Le blocage du détroit d’Ormuz provoque une pénurie mondiale de pétrole


Principaux renseignements

  • Les conflits au Moyen-Orient ont provoqué un choc d’approvisionnement en pétrole sans précédent à l’échelle mondiale.
  • L’épuisement rapide des stocks alimente une volatilité extrême des prix.
  • La baisse de la demande et le recul de la capacité de raffinage laissent présager un déficit prolongé sur le marché.

Le conflit en cours au Moyen-Orient et le blocus du détroit d’Ormuz ont provoqué un choc d’approvisionnement sans précédent. La production interrompue dans les pays du Golfe dépassant les 14 millions de barils par jour. Depuis février, les pertes totales d’approvisionnement à l’échelle mondiale ont atteint 12,8 millions de barils par jour. Bien que les hausses de production dans le bassin atlantique, notamment aux États-Unis, au Canada, au Brésil, au Kazakhstan et au Venezuela, aient permis d’atténuer quelque peu la situation, les perspectives globales restent tendues. Même si le trafic maritime dans le détroit reprend progressivement à partir de juin, l’offre mondiale moyenne en 2026 devrait tout de même baisser de 3,9 millions de barils par jour, pour s’établir à 102,2 millions de barils par jour. C’est ce qui ressort d’un rapport de l’IEA.

Épuisement des stocks

La volatilité du marché a été extrême, les prix du North Sea Dated oscillant fortement entre 100 et 144 dollars le baril, en fonction des informations contradictoires concernant d’éventuels accords diplomatiques entre l’Iran et les États-Unis. Cette instabilité est aggravée par un épuisement record des stocks mondiaux de pétrole.

Entre mars et avril, les stocks observés ont diminué de 250 millions de barils. Des baisses significatives ont été constatées dans les stocks terrestres des pays de l’OCDE et d’autres régions non membres de l’OCDE, alors même que le volume de pétrole en transit a connu une légère reprise.

Impact industriel

La réaction du secteur industriel s’est traduite par un fort ralentissement de l’activité des raffineries. En raison des infrastructures endommagées, de la pénurie de matières premières et des obstacles à l’exportation, les débits de brut devraient chuter de manière significative au deuxième trimestre 2026.

Malgré ces difficultés, les marges de raffinage sont restées élevées en raison de la flambée des coûts des distillats moyens.
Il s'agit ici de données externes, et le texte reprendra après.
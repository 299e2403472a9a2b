//! Clinical logic command-line interface

use clap::{Parser, Subcommand};
use clinlogic::cli::loader::SessionFiles;
use clinlogic::cli::output::{self, OutputFormat};
use clinlogic::cli::{eval, parse, tokens};
use std::path::PathBuf;

/// Clinical logic command-line tool
#[derive(Parser)]
#[command(name = "logic")]
#[command(author, version, about = "Clinical decision-support logic tools", long_about = None)]
struct Cli {
    /// Verbose output (debug logging)
    #[arg(short, long, global = true)]
    verbose: bool,

    /// Output format (json, pretty)
    #[arg(short = 'f', long, global = true, default_value = "pretty")]
    format: String,

    /// Color output (auto, always, never)
    #[arg(long, default_value = "auto", global = true)]
    color: String,

    /// Engine configuration file (JSON)
    #[arg(long, global = true)]
    config: Option<PathBuf>,

    #[command(subcommand)]
    command: Commands,
}

#[derive(Subcommand)]
enum Commands {
    /// Evaluate an expression against a data set
    Eval {
        /// Criteria expression
        expression: String,

        /// Data set file (JSON)
        #[arg(short, long)]
        data: PathBuf,

        /// Patients to evaluate (default: everyone in the data set)
        #[arg(short, long, value_delimiter = ',')]
        patients: Vec<i64>,

        /// Index date (YYYY-MM-DD, default: now)
        #[arg(short, long)]
        index_date: Option<String>,

        /// Rules file (JSON)
        #[arg(short, long)]
        rules: Option<PathBuf>,
    },

    /// Parse an expression and print its canonical form
    Parse {
        /// Criteria expression
        expression: String,
    },

    /// List registered tokens and their tags
    Tokens {
        /// Partial token name
        partial: Option<String>,

        /// Data set file (JSON)
        #[arg(short, long)]
        data: Option<PathBuf>,

        /// Rules file (JSON)
        #[arg(short, long)]
        rules: Option<PathBuf>,
    },
}

fn init_logging(verbose: bool) {
    let default_level = if verbose { "debug" } else { "warn" };
    let mut builder =
        env_logger::Builder::from_env(env_logger::Env::default().default_filter_or(default_level));
    if verbose {
        builder.filter_level(log::LevelFilter::Debug);
    }
    builder.init();
}

fn main() {
    human_panic::setup_panic!();

    let cli = Cli::parse();
    output::setup_colors(&cli.color);
    init_logging(cli.verbose);
    let format = OutputFormat::parse(&cli.format);

    let result = match cli.command {
        Commands::Eval {
            expression,
            data,
            patients,
            index_date,
            rules,
        } => eval::run(eval::EvalConfig {
            expression,
            files: SessionFiles {
                data: Some(data),
                rules,
                config: cli.config,
            },
            patients,
            index_date,
            format,
        }),

        Commands::Parse { expression } => parse::run(&expression, format),

        Commands::Tokens {
            partial,
            data,
            rules,
        } => tokens::run(
            partial.as_deref(),
            &SessionFiles {
                data,
                rules,
                config: cli.config,
            },
            format,
        ),
    };

    if let Err(e) = result {
        eprintln!("{}", output::format_error(&e));
        std::process::exit(1);
    }
}
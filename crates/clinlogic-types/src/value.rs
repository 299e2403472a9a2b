//! Typed payload carried by a single finding

use chrono::NaiveDateTime;
use rust_decimal::Decimal;
use serde::{Deserialize, Serialize};
use std::fmt;

/// Datatype of a finding
#[derive(Debug, Clone, Copy, PartialEq, Eq, Hash, Serialize, Deserialize)]
#[serde(rename_all = "lowercase")]
pub enum Datatype {
    /// True/false finding
    Boolean,
    /// Coded (concept) answer
    Coded,
    /// Date or date-time answer
    Datetime,
    /// Numeric answer
    Numeric,
    /// Free text answer
    Text,
}

impl fmt::Display for Datatype {
    fn fmt(&self, f: &mut fmt::Formatter<'_>) -> fmt::Result {
        match self {
            Datatype::Boolean => write!(f, "boolean"),
            Datatype::Coded => write!(f, "coded"),
            Datatype::Datetime => write!(f, "datetime"),
            Datatype::Numeric => write!(f, "numeric"),
            Datatype::Text => write!(f, "text"),
        }
    }
}

/// A coded concept from the concept dictionary
#[derive(Debug, Clone, PartialEq, Eq, Hash, Serialize, Deserialize)]
pub struct Concept {
    /// Dictionary identifier
    pub id: i64,
    /// Preferred name
    pub name: String,
}

impl Concept {
    /// Create a new concept
    pub fn new(id: i64, name: impl Into<String>) -> Self {
        Self {
            id,
            name: name.into(),
        }
    }

    /// Case-insensitive name comparison
    pub fn is_named(&self, name: &str) -> bool {
        self.name.eq_ignore_ascii_case(name.trim())
    }
}

impl fmt::Display for Concept {
    fn fmt(&self, f: &mut fmt::Formatter<'_>) -> fmt::Result {
        write!(f, "{}", self.name)
    }
}

/// The value held by one result node
#[derive(Debug, Clone, PartialEq, Eq, Hash, Serialize, Deserialize)]
#[serde(tag = "type", content = "value", rename_all = "lowercase")]
pub enum Value {
    Boolean(bool),
    Coded(Concept),
    Datetime(NaiveDateTime),
    Numeric(Decimal),
    Text(String),
}

impl Value {
    /// Get the datatype of this value
    pub fn datatype(&self) -> Datatype {
        match self {
            Value::Boolean(_) => Datatype::Boolean,
            Value::Coded(_) => Datatype::Coded,
            Value::Datetime(_) => Datatype::Datetime,
            Value::Numeric(_) => Datatype::Numeric,
            Value::Text(_) => Datatype::Text,
        }
    }

    /// Whether the value counts as a present finding.
    ///
    /// `false`, zero and empty text are recorded but not present.
    pub fn is_present(&self) -> bool {
        match self {
            Value::Boolean(b) => *b,
            Value::Coded(_) | Value::Datetime(_) => true,
            Value::Numeric(n) => !n.is_zero(),
            Value::Text(s) => !s.is_empty(),
        }
    }

    /// Try to get as a number
    pub fn as_numeric(&self) -> Option<Decimal> {
        match self {
            Value::Numeric(n) => Some(*n),
            _ => None,
        }
    }

    /// Try to get as a concept
    pub fn as_concept(&self) -> Option<&Concept> {
        match self {
            Value::Coded(c) => Some(c),
            _ => None,
        }
    }
}

impl fmt::Display for Value {
    fn fmt(&self, f: &mut fmt::Formatter<'_>) -> fmt::Result {
        match self {
            Value::Boolean(b) => write!(f, "{b}"),
            Value::Coded(c) => write!(f, "{c}"),
            Value::Datetime(dt) => write!(f, "{}", dt.format("%Y-%m-%dT%H:%M:%S")),
            Value::Numeric(n) => write!(f, "{}", n.normalize()),
            Value::Text(s) => write!(f, "{s}"),
        }
    }
}

impl From<bool> for Value {
    fn from(b: bool) -> Self {
        Value::Boolean(b)
    }
}

impl From<Decimal> for Value {
    fn from(n: Decimal) -> Self {
        Value::Numeric(n)
    }
}

impl From<i32> for Value {
    fn from(n: i32) -> Self {
        Value::Numeric(Decimal::from(n))
    }
}

impl From<i64> for Value {
    fn from(n: i64) -> Self {
        Value::Numeric(Decimal::from(n))
    }
}

impl From<&str> for Value {
    fn from(s: &str) -> Self {
        Value::Text(s.to_string())
    }
}

impl From<String> for Value {
    fn from(s: String) -> Self {
        Value::Text(s)
    }
}

impl From<Concept> for Value {
    fn from(c: Concept) -> Self {
        Value::Coded(c)
    }
}

impl From<NaiveDateTime> for Value {
    fn from(dt: NaiveDateTime) -> Self {
        Value::Datetime(dt)
    }
}
//! Criteria errors

use thiserror::Error;

/// Errors raised while parsing or validating criteria
#[derive(Debug, Error, Clone, PartialEq, Eq)]
pub enum CriteriaError {
    /// The expression text could not be parsed
    #[error("Invalid criteria expression '{input}' at offset {offset}: {message}")]
    Parse {
        input: String,
        offset: usize,
        message: String,
    },

    /// The expression is well-formed text but structurally invalid
    #[error("Invalid criteria '{expression}': {message}")]
    Invalid { expression: String, message: String },
}

impl CriteriaError {
    /// Create a parse error
    pub fn parse(input: impl Into<String>, offset: usize, message: impl Into<String>) -> Self {
        Self::Parse {
            input: input.into(),
            offset,
            message: message.into(),
        }
    }

    /// Create a structural validation error
    pub fn invalid(expression: impl Into<String>, message: impl Into<String>) -> Self {
        Self::Invalid {
            expression: expression.into(),
            message: message.into(),
        }
    }

    /// The offending expression text
    pub fn expression(&self) -> &str {
        match self {
            Self::Parse { input, .. } => input,
            Self::Invalid { expression, .. } => expression,
        }
    }
}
Parallèlement, les principaux importateurs, tels que la Chine, le Japon, la Corée du Sud et l’Inde, ont drastiquement réduit leurs importations de pétrole brut par voie maritime afin de gérer la crise.

Évolution des habitudes de consommation

Les habitudes de consommation connaissent également une tendance à la baisse. La demande mondiale de pétrole pour 2026 devrait désormais reculer de 420 000 barils par jour. C’est un chiffre nettement inférieur aux prévisions établies avant la guerre. Les secteurs de la pétrochimie et de l’aviation sont actuellement les plus durement touchés. À l’avenir, la consommation de carburant devrait encore diminuer en raison du ralentissement économique, de la hausse des coûts et des initiatives stratégiques d’économie d’énergie.

Même si la demande pourrait se redresser en fin d’année en cas de conclusion d’un accord de paix, l’offre devrait rebondir plus lentement. Par conséquent, le marché devrait rester en déficit jusqu’au quatrième trimestre de l’année. Compte tenu de la diminution rapide des stocks, d’importantes fluctuations de prix sont à prévoir à l’approche de la saison estivale, période de pointe de la demande.